• _What is required_: Scan the listing beneath this sentence. Report each line with the word "remainder".

• _Input_:
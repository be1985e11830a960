//! Splitting the index space into tiles.
//!
//! Tile generation is pure and knows nothing about threads.
//! `split_tiles_mut` hands each outer tile its own slice of the
//! destination buffer, which is what lets tiles run in parallel without
//! locking.

use crate::util::*;
use std::ops::RangeInclusive;

/// Inclusive ranges `[s, min(s + block_size - 1, extent - 1)]` for
/// `s = 0, block_size, 2 * block_size, ...`.
/// The last range is clipped to the extent, nothing is padded.
pub fn block_ranges(
    extent: usize,
    block_size: usize,
) -> Vec<RangeInclusive<usize>> {
    debug_assert!(block_size > 0);
    (0..extent)
        .step_by(block_size)
        .map(|start| start..=(start + block_size - 1).min(extent - 1))
        .collect()
}

/// Cut `aabb` into boxes of at most `block_sizes[d]` cells along axis `d`.
/// Tiles come out in row-major order of their min corner.
pub fn decompose<const GRID_DIMENSION: usize>(
    aabb: &AABB<GRID_DIMENSION>,
    block_sizes: &Coord<GRID_DIMENSION>,
) -> Vec<AABB<GRID_DIMENSION>> {
    let exclusive_bounds = aabb.exclusive_bounds();
    let min = aabb.min();
    let mut result = vec![*aabb];
    for d in 0..GRID_DIMENSION {
        debug_assert!(block_sizes[d] > 0);
        let ranges = block_ranges(
            exclusive_bounds[d] as usize,
            block_sizes[d] as usize,
        );
        let mut next = Vec::with_capacity(result.len() * ranges.len());
        for tile in &result {
            for range in &ranges {
                let mut split = *tile;
                split.bounds[(d, 0)] = min[d] + *range.start() as i32;
                split.bounds[(d, 1)] = min[d] + *range.end() as i32;
                next.push(split);
            }
        }
        result = next;
    }
    result
}

/// True when `tiles` cover every coordinate of `aabb` exactly once.
pub fn is_partition<const GRID_DIMENSION: usize>(
    aabb: &AABB<GRID_DIMENSION>,
    tiles: &[AABB<GRID_DIMENSION>],
) -> bool {
    let mut hits = vec![0u32; aabb.buffer_size()];
    for tile in tiles {
        if !tile.check_validity() || !aabb.contains_aabb(tile) {
            return false;
        }
        for coord in tile.coord_iter() {
            hits[aabb.coord_to_linear(&coord)] += 1;
        }
    }
    hits.iter().all(|h| *h == 1)
}

/// `block_size` as a coordinate, at most `extent`.
fn clamp_block_size(block_size: usize, extent: i32) -> i32 {
    i32::try_from(block_size).map_or(extent, |b| b.min(extent))
}

/// Two level tiling of a grid.
/// Outer tiles are dispatched in parallel. For 2D they are bands of whole
/// rows, each cut into column sub-tiles that are walked sequentially,
/// with the innermost loop over contiguous columns.
#[derive(Clone, Debug)]
pub struct TilePlan<const GRID_DIMENSION: usize> {
    aabb: AABB<GRID_DIMENSION>,
    tiles: Vec<OuterTile<GRID_DIMENSION>>,
}

#[derive(Clone, Debug)]
pub struct OuterTile<const GRID_DIMENSION: usize> {
    pub aabb: AABB<GRID_DIMENSION>,
    pub sub_tiles: Vec<AABB<GRID_DIMENSION>>,
}

impl<const GRID_DIMENSION: usize> TilePlan<GRID_DIMENSION> {
    /// Outer tiles take `block_size` cells of axis 0 and all of every
    /// other axis. In 2D and up each is cut into sub-tiles of
    /// `inner_block_size` cells along the last axis.
    /// In 1D an outer tile is its own single sub-tile.
    /// A block size past the extent yields one tile spanning that axis.
    pub fn new(
        aabb: AABB<GRID_DIMENSION>,
        block_size: usize,
        inner_block_size: usize,
    ) -> Self {
        debug_assert!(block_size > 0 && inner_block_size > 0);
        let mut outer_sizes = aabb.exclusive_bounds();
        outer_sizes[0] = clamp_block_size(block_size, outer_sizes[0]);
        let tiles = decompose(&aabb, &outer_sizes)
            .into_iter()
            .map(|band| {
                let mut inner_sizes = band.exclusive_bounds();
                if GRID_DIMENSION > 1 {
                    let d = GRID_DIMENSION - 1;
                    inner_sizes[d] =
                        clamp_block_size(inner_block_size, inner_sizes[d]);
                }
                OuterTile {
                    aabb: band,
                    sub_tiles: decompose(&band, &inner_sizes),
                }
            })
            .collect();
        TilePlan { aabb, tiles }
    }

    pub fn aabb(&self) -> &AABB<GRID_DIMENSION> {
        &self.aabb
    }

    pub fn tiles(&self) -> &[OuterTile<GRID_DIMENSION>] {
        &self.tiles
    }

    pub fn outer_tiles(&self) -> Vec<AABB<GRID_DIMENSION>> {
        self.tiles.iter().map(|t| t.aabb).collect()
    }

    pub fn sub_tiles(&self) -> Vec<AABB<GRID_DIMENSION>> {
        self.tiles
            .iter()
            .flat_map(|t| t.sub_tiles.iter().copied())
            .collect()
    }
}

/// Give every outer tile its own slice of `buffer`, the row-major buffer
/// of `aabb`. Tiles must be contiguous runs of `aabb`, listed in buffer
/// order, and together cover it.
pub fn split_tiles_mut<'a, 'b, const GRID_DIMENSION: usize>(
    aabb: &AABB<GRID_DIMENSION>,
    tiles: &'b [OuterTile<GRID_DIMENSION>],
    buffer: &'a mut [f64],
) -> Vec<(&'b OuterTile<GRID_DIMENSION>, &'a mut [f64])> {
    debug_assert_eq!(buffer.len(), aabb.buffer_size());
    let mut result = Vec::with_capacity(tiles.len());
    let mut remainder = buffer;
    let mut consumed = 0;
    for tile in tiles {
        let range = tile.aabb.linear_range_in(aabb);
        debug_assert_eq!(range.start, consumed, "tiles must be in order");
        let (head, tail) =
            std::mem::take(&mut remainder).split_at_mut(range.len());
        result.push((tile, head));
        remainder = tail;
        consumed = range.end;
    }
    debug_assert!(remainder.is_empty(), "tiles must cover the buffer");
    result
}

#[cfg(test)]
mod unit_tests {
    use super::*;

    #[test]
    fn block_ranges_test() {
        assert_eq!(block_ranges(10, 3), vec![0..=2, 3..=5, 6..=8, 9..=9]);
        assert_eq!(block_ranges(10, 5), vec![0..=4, 5..=9]);
        assert_eq!(block_ranges(10, 64), vec![0..=9]);
        assert_eq!(block_ranges(1, 1), vec![0..=0]);
    }

    #[test]
    fn decompose_1d_test() {
        let aabb = AABB::new(matrix![0, 9]);
        let tiles = decompose(&aabb, &vector![4]);
        assert_eq!(
            tiles,
            vec![
                AABB::new(matrix![0, 3]),
                AABB::new(matrix![4, 7]),
                AABB::new(matrix![8, 9]),
            ]
        );
        assert!(is_partition(&aabb, &tiles));
    }

    #[test]
    fn decompose_2d_test() {
        let aabb = AABB::new(matrix![0, 4; 0, 6]);
        let tiles = decompose(&aabb, &vector![2, 3]);
        assert_eq!(tiles.len(), 3 * 3);
        assert_eq!(tiles[0], AABB::new(matrix![0, 1; 0, 2]));
        assert_eq!(tiles[2], AABB::new(matrix![0, 1; 6, 6]));
        assert_eq!(tiles[8], AABB::new(matrix![4, 4; 6, 6]));
        assert!(is_partition(&aabb, &tiles));
    }

    #[test]
    fn decompose_offset_box_test() {
        let aabb = AABB::new(matrix![3, 9; 5, 5]);
        let tiles = decompose(&aabb, &vector![4, 4]);
        assert_eq!(
            tiles,
            vec![
                AABB::new(matrix![3, 6; 5, 5]),
                AABB::new(matrix![7, 9; 5, 5]),
            ]
        );
    }

    #[test]
    fn is_partition_test() {
        let aabb = AABB::new(matrix![0, 9]);
        let gap = [AABB::new(matrix![0, 3]), AABB::new(matrix![5, 9])];
        assert!(!is_partition(&aabb, &gap));
        let overlap = [AABB::new(matrix![0, 5]), AABB::new(matrix![5, 9])];
        assert!(!is_partition(&aabb, &overlap));
        let outside = [AABB::new(matrix![0, 10])];
        assert!(!is_partition(&aabb, &outside));
    }

    #[test]
    fn tile_plan_1d_test() {
        let aabb = AABB::new(matrix![0, 9]);
        let plan = TilePlan::new(aabb, 4, 32);
        assert_eq!(plan.tiles().len(), 3);
        for tile in plan.tiles() {
            assert_eq!(tile.sub_tiles, vec![tile.aabb]);
        }
        assert_eq!(plan.tiles()[2].aabb, AABB::new(matrix![8, 9]));
        assert!(is_partition(&aabb, &plan.outer_tiles()));
    }

    #[test]
    fn tile_plan_2d_test() {
        let aabb = AABB::cube(10);
        let plan = TilePlan::<2>::new(aabb, 4, 3);
        assert_eq!(
            plan.outer_tiles(),
            vec![
                AABB::new(matrix![0, 3; 0, 9]),
                AABB::new(matrix![4, 7; 0, 9]),
                AABB::new(matrix![8, 9; 0, 9]),
            ]
        );
        let first = &plan.tiles()[0];
        assert_eq!(first.sub_tiles.len(), 4);
        assert_eq!(first.sub_tiles[3], AABB::new(matrix![0, 3; 9, 9]));
        assert!(is_partition(&aabb, &plan.outer_tiles()));
        assert!(is_partition(&aabb, &plan.sub_tiles()));
    }

    #[test]
    fn oversized_block_test() {
        let aabb = AABB::cube(6);
        for block_size in [7, 1usize << 32, (1usize << 32) + 2, usize::MAX] {
            let plan = TilePlan::<2>::new(aabb, block_size, block_size);
            assert_eq!(plan.outer_tiles(), vec![aabb]);
            assert_eq!(plan.sub_tiles(), vec![aabb]);

            let line = AABB::new(matrix![0, 4]);
            let plan = TilePlan::<1>::new(line, block_size, 1);
            assert_eq!(plan.outer_tiles(), vec![line]);
        }
    }

    #[test]
    fn split_tiles_mut_test() {
        let aabb = AABB::cube(5);
        let plan = TilePlan::<2>::new(aabb, 2, 2);
        let mut buffer: Vec<f64> = (0..25).map(|i| i as f64).collect();
        let pieces = split_tiles_mut(&aabb, plan.tiles(), &mut buffer);
        let lengths: Vec<usize> = pieces.iter().map(|(_, b)| b.len()).collect();
        assert_eq!(lengths, vec![10, 10, 5]);
        assert_eq!(pieces[1].1[0], 10.0);
        assert_eq!(pieces[2].0.aabb, AABB::new(matrix![4, 4; 0, 4]));
    }
}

• _Reply_:
    let mut remainder = buffer;
            std::mem::take(&mut remainder).split_at_mut(range.len());
        remainder = tail;
    debug_assert!(remainder.is_empty(), "tiles must cover the buffer");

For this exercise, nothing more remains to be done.